If it seems Bravo is trying to squeeze a few extra episodes from this season, it probably is -- not that I’m complaining! Top Chef is probably my favorite reality TV competition out there because it takes people who are genuinely great at what they do and pushes them to the limit without exploiting the drama to an absurd degree. And as great as All-Stars was last season, it’s refreshing to see new faces, although there are too many of them to get overly attached to anyone just yet.
The first group of 10 marvel over the new Top Chef kitchen, outfitted with the LATEST G.E. MONOGRAM EQUIPMENT (thanks, Jack Donaghy!). Mesmerized by the super-shiny floor, it takes a moment for the chefs to realize that cheflebrity and new judge for the season Emeril Lagasse stands before them, along with head judge Tom Colicchio. You can see the contestants physically restrain themselves from shouting “BAM!” to his face.

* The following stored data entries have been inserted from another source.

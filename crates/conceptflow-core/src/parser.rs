//! TOML concept graph parser.
//!
//! Loads graph files and directories of graph files, and lints them.

use std::collections::HashSet;
use std::path::Path;

use anyhow::{Context, Result};
use serde::Deserialize;

use crate::graph::ConceptGraph;
use crate::model::{ConceptEdge, ConceptNode, EdgeType, NodeType};

/// A parsed graph file, before validation.
#[derive(Debug, Clone, PartialEq)]
pub struct GraphFile {
    pub id: String,
    pub name: String,
    pub description: String,
    pub nodes: Vec<ConceptNode>,
    pub edges: Vec<ConceptEdge>,
}

impl GraphFile {
    /// Validate and index the file's contents.
    pub fn into_graph(self) -> Result<ConceptGraph> {
        let id = self.id;
        ConceptGraph::load(self.nodes, self.edges)
            .with_context(|| format!("invalid concept graph '{id}'"))
    }
}

/// Intermediate TOML structure for graph files.
#[derive(Debug, Deserialize)]
struct TomlGraphFile {
    graph: TomlGraphHeader,
    #[serde(default)]
    nodes: Vec<TomlNode>,
    #[serde(default)]
    edges: Vec<TomlEdge>,
}

#[derive(Debug, Deserialize)]
struct TomlGraphHeader {
    id: String,
    name: String,
    #[serde(default)]
    description: String,
}

#[derive(Debug, Deserialize)]
struct TomlNode {
    id: String,
    #[serde(default)]
    label: String,
    domain: String,
    #[serde(default)]
    level: u32,
    #[serde(default = "default_difficulty")]
    difficulty: u8,
    #[serde(rename = "type", default)]
    node_type: Option<String>,
}

fn default_difficulty() -> u8 {
    1
}

#[derive(Debug, Deserialize)]
struct TomlEdge {
    source: String,
    target: String,
    #[serde(rename = "type")]
    edge_type: String,
    #[serde(default = "default_weight")]
    weight: f64,
}

fn default_weight() -> f64 {
    1.0
}

/// Parse a single TOML graph file.
pub fn parse_graph_file(path: &Path) -> Result<GraphFile> {
    let content = std::fs::read_to_string(path)
        .with_context(|| format!("failed to read graph file: {}", path.display()))?;

    parse_graph_str(&content, path)
}

/// Parse a TOML string into a [`GraphFile`] (useful for testing).
pub fn parse_graph_str(content: &str, source_path: &Path) -> Result<GraphFile> {
    let parsed: TomlGraphFile = toml::from_str(content)
        .with_context(|| format!("failed to parse TOML: {}", source_path.display()))?;

    let nodes = parsed
        .nodes
        .into_iter()
        .map(|n| {
            let node_type = n
                .node_type
                .map(|t| t.parse::<NodeType>().map_err(|e| anyhow::anyhow!("{}", e)))
                .transpose()
                .with_context(|| format!("node '{}'", n.id))?
                .unwrap_or_default();

            Ok(ConceptNode {
                id: n.id,
                label: n.label,
                domain: n.domain,
                level: n.level,
                difficulty: n.difficulty,
                node_type,
            })
        })
        .collect::<Result<Vec<_>>>()?;

    let edges = parsed
        .edges
        .into_iter()
        .map(|e| {
            let edge_type: EdgeType = e
                .edge_type
                .parse()
                .map_err(|err: String| anyhow::anyhow!("{}", err))
                .with_context(|| format!("edge {} -> {}", e.source, e.target))?;

            Ok(ConceptEdge {
                source: e.source,
                target: e.target,
                edge_type,
                weight: e.weight,
            })
        })
        .collect::<Result<Vec<_>>>()?;

    Ok(GraphFile {
        id: parsed.graph.id,
        name: parsed.graph.name,
        description: parsed.graph.description,
        nodes,
        edges,
    })
}

/// Recursively load every `.toml` graph file under `dir` and merge them.
///
/// Files that fail to parse are skipped with a warning. The merged file takes
/// its id and name from the directory.
pub fn load_graph_directory(dir: &Path) -> Result<GraphFile> {
    if !dir.is_dir() {
        anyhow::bail!("not a directory: {}", dir.display());
    }

    let name = dir
        .file_name()
        .map(|n| n.to_string_lossy().into_owned())
        .unwrap_or_else(|| "graph".to_string());
    let mut merged = GraphFile {
        id: name.clone(),
        name,
        description: String::new(),
        nodes: Vec::new(),
        edges: Vec::new(),
    };

    for file in collect_graph_files(dir)? {
        merged.nodes.extend(file.nodes);
        merged.edges.extend(file.edges);
    }

    Ok(merged)
}

fn collect_graph_files(dir: &Path) -> Result<Vec<GraphFile>> {
    let mut paths: Vec<_> = std::fs::read_dir(dir)
        .with_context(|| format!("failed to read directory: {}", dir.display()))?
        .map(|entry| entry.map(|e| e.path()))
        .collect::<std::io::Result<_>>()?;
    paths.sort();

    let mut files = Vec::new();
    for path in paths {
        if path.is_dir() {
            files.extend(collect_graph_files(&path)?);
        } else if path.extension().is_some_and(|ext| ext == "toml") {
            match parse_graph_file(&path) {
                Ok(file) => files.push(file),
                Err(e) => {
                    tracing::warn!("skipping {}: {:#}", path.display(), e);
                }
            }
        }
    }
    Ok(files)
}

/// Load a graph from a single file or a directory of files.
pub fn load_graph(path: &Path) -> Result<ConceptGraph> {
    let file = if path.is_dir() {
        load_graph_directory(path)?
    } else {
        parse_graph_file(path)?
    };
    file.into_graph()
}

/// A warning from graph linting.
#[derive(Debug, Clone, PartialEq)]
pub struct ValidationWarning {
    /// The node the warning is about, if any.
    pub node_id: Option<String>,
    pub message: String,
}

/// Lint a graph file for issues that do not block loading.
pub fn validate_graph_file(file: &GraphFile) -> Vec<ValidationWarning> {
    let mut warnings = Vec::new();

    for node in &file.nodes {
        if node.label.trim().is_empty() {
            warnings.push(ValidationWarning {
                node_id: Some(node.id.clone()),
                message: "label is empty".into(),
            });
        }
        if node.level > 2 {
            warnings.push(ValidationWarning {
                node_id: Some(node.id.clone()),
                message: format!("level {} is outside 0-2", node.level),
            });
        }
        if !(1..=5).contains(&node.difficulty) {
            warnings.push(ValidationWarning {
                node_id: Some(node.id.clone()),
                message: format!("difficulty {} is outside 1-5", node.difficulty),
            });
        }
    }

    let mut seen = HashSet::new();
    for edge in &file.edges {
        if !seen.insert((edge.source.as_str(), edge.target.as_str(), edge.edge_type)) {
            warnings.push(ValidationWarning {
                node_id: Some(edge.source.clone()),
                message: format!(
                    "duplicate {} edge {} -> {}",
                    edge.edge_type, edge.source, edge.target
                ),
            });
        }
    }

    let connected: HashSet<&str> = file
        .edges
        .iter()
        .flat_map(|e| [e.source.as_str(), e.target.as_str()])
        .collect();
    for node in &file.nodes {
        if !connected.contains(node.id.as_str()) {
            warnings.push(ValidationWarning {
                node_id: Some(node.id.clone()),
                message: "node has no edges".into(),
            });
        }
    }

    warnings
}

Tom and Emeril take a second to get to know the up-and-comers. More on each later, but the gist: everyone’s from Chicago, everyone’s a James Beard nominee, everyone’s worked with a world-famous 26-Michelin-star chef, everyone’s a Rising Star ... Well, not really. Some cook for cruise ships or fake celebrities or nobody at all.
The challenge: A single pig has been deconstructed into 10 primal parts; each chef will have to create a dish using one of the sections. The chefs have to clamor over the piggy parts Lord of the Flies-style while avoiding trichinella. Tom, Emeril, and Padma will decide whether the contestant receives a Top Chef jacket, has to pack their knives and go, or gets relegated to “on the bubble” status, meaning they have to cook one more time to get into the Top Chef house.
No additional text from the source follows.